Merrill Greenberg

English Horn

Meet Merrill Greenberg! The American raised musician has been with the Israel Philharmonic since 1973 and until recently held the post of Chairman of the IPO’s General Assembly. Learn more about why he chose to play the horn and what career he’d have if he wasn’t a musician in this interview and video.

 

What does the chairman of the general assembly of the IPO do and how did you get this post?

As chairman of the general assembly I am like the Chairman of the Knesset: I run the meetings, the agenda. I have been in this position for 12 years and do it because I grew up in the USA, where the democratic tradition is very strong. This is part of my American upbringing.

Why did you decide to play the English horn?

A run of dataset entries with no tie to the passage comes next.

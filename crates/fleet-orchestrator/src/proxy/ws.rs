//! WebSocket upgrade relay.
//!
//! The proxy replays the client's upgrade request against the owning worker
//! on a parallel connection. Once the worker answers 101, the downstream
//! 101 is hand-written (see [`super::handshake`]) and the two raw sockets
//! are spliced together until either side closes or errors. No frame is
//! ever parsed - byte fidelity in both directions is the whole contract.

use tokio::io::AsyncWriteExt;
use tokio::net::TcpStream;
use tracing::{debug, warn};

use crate::config::OrchestratorConfig;
use crate::routing;

use super::handshake;
use super::http::{self, RequestHead};

/// Relays a WebSocket upgrade to worker `index` and splices the sockets.
pub(crate) async fn relay_upgrade(
    mut downstream: TcpStream,
    head: RequestHead,
    leftover: Vec<u8>,
    index: usize,
    config: &OrchestratorConfig,
) {
    let port = routing::worker_port(config.worker_base_port, index);
    let mut upstream = match TcpStream::connect(("127.0.0.1", port)).await {
        Ok(stream) => stream,
        Err(e) => {
            warn!("Worker {index} unreachable for upgrade on port {port}: {e}");
            // Still plain HTTP at this point, so a gateway failure is
            // well-formed.
            http::write_gateway_failure(&mut downstream, &format!("worker {index} unreachable"))
                .await;
            return;
        }
    };

    let host = format!("127.0.0.1:{port}");
    if upstream.write_all(&head.with_host(&host)).await.is_err() {
        http::write_gateway_failure(&mut downstream, &format!("worker {index} unreachable")).await;
        return;
    }
    if !leftover.is_empty() && upstream.write_all(&leftover).await.is_err() {
        http::write_gateway_failure(&mut downstream, &format!("worker {index} unreachable")).await;
        return;
    }

    let (response_head, response_leftover) = match http::read_head_bytes(&mut upstream).await {
        Ok(Some(parsed)) => parsed,
        _ => {
            http::write_gateway_failure(&mut downstream, &format!("worker {index} unreachable"))
                .await;
            return;
        }
    };

    if http::response_status(&response_head) != Some(101) {
        // The worker declined the upgrade; hand its response through
        // verbatim and close.
        let _ = downstream.write_all(&response_head).await;
        let _ = downstream.write_all(&response_leftover).await;
        let _ = downstream.shutdown().await;
        return;
    }

    // Replicate the worker's accept key; derive it from the client key only
    // if the worker omitted the header.
    let accept = http::header_in(&response_head, "sec-websocket-accept").or_else(|| {
        head.header("sec-websocket-key")
            .map(|key| handshake::accept_key(&key))
    });
    let Some(accept) = accept else {
        debug!("Worker {index} sent 101 without an accept key and the client sent no key");
        return;
    };

    if downstream
        .write_all(handshake::switching_protocols(&accept).as_bytes())
        .await
        .is_err()
    {
        return;
    }
    if !response_leftover.is_empty()
        && downstream.write_all(&response_leftover).await.is_err()
    {
        return;
    }

    match tokio::io::copy_bidirectional(&mut downstream, &mut upstream).await {
        Ok((to_upstream, to_downstream)) => debug!(
            "WebSocket relay to worker {index} closed: {to_upstream}B up, {to_downstream}B down"
        ),
        Err(e) => debug!("WebSocket relay to worker {index} ended: {e}"),
    }
}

I began with piano but was not good enough at it, so I got kicked out. I switched to clarinet and a few months later I played in an orchestra. There were two older clarinetists there, who were constantly making remarks about me. I asked myself, “What do I need this for?” So I chose an instrument with an enchanting sound, which no one played – the English horn. The rest is history.

 

Who are the sources of your inspiration?

First of all, my father. In addition, I had a very supportive teacher in high school. He was a real leader and I owe him a lot. A few years ago I called him to tell him how important his roll was in my life and my opinion of him. I also had a distinguished oboe teacher, who played with the New York Philharmonic for 40 years – a Jewish guy named Harold Gomberg.

 

Do you remember your audition?

Or course I do. I wrote Zubin Mehta a few letters and he never replied. Suddenly I heard from a friend that he was in Montreal. I called the hotel and spoke with him. He said, “Yes, yes, yes, come play for me in two days.” I got on a plane and played for one man. He said that he wanted to listen to me again in a week’s time at Carnegie Hall. I arrived on a Wednesday, played a few minutes and we concluded things. On Friday, he gave me a airline ticket and on Tuesday I flew to Israel.

 

How was your aliya to Israel?

I don’t know if it is called aliya but I moved to Israel on September 27, 1973. I went to the synagogue on Yom Kippur and knew no one there. I could read Hebrew but did not understand a word. Suddenly, at noon, I saw from my balcony tens of hundreds of helicopters (I was staying at an IPO apartment in Ramat Aviv). I thought to myself that this is Yom Kippur… something must be wrong. And then the siren sounded. Wow, this was a shock, of course. I had no phone. My parents in the US went to the synagogue and the Rabbi told them that war had broken out in Israel. I knew no one, there were no buses. I was 23 years old, but the orchestra took care of me.

 

Do you remember a specific concert?

 

I think that as a native American my greatest personal experience was a few years ago, when Maestro Mehta received the Kennedy Center Honors award in Washington. I sat on stage 30 meters behind the President of the United States, George Bush and his wife, the Vice President and his wife, Condoleezza Rice and the Kennedy family. There were also the other laureates – Dolly Parton, Stephen Spielberg and Tom Hanks. I could not believe that all of them were sitting in front of me. It was an amazing sensation.

 

Do you have unfulfilled musical dreams?

Yes. People might not like to hear it but someday I would like to play the Wagner opera – Tristan and Isolde. The most beautiful part ever written for English horn is in this opera, but this will probably remain a dream.

What would you do if you were not a musician?

A sports reporter or a lawyer dealing with sports issues.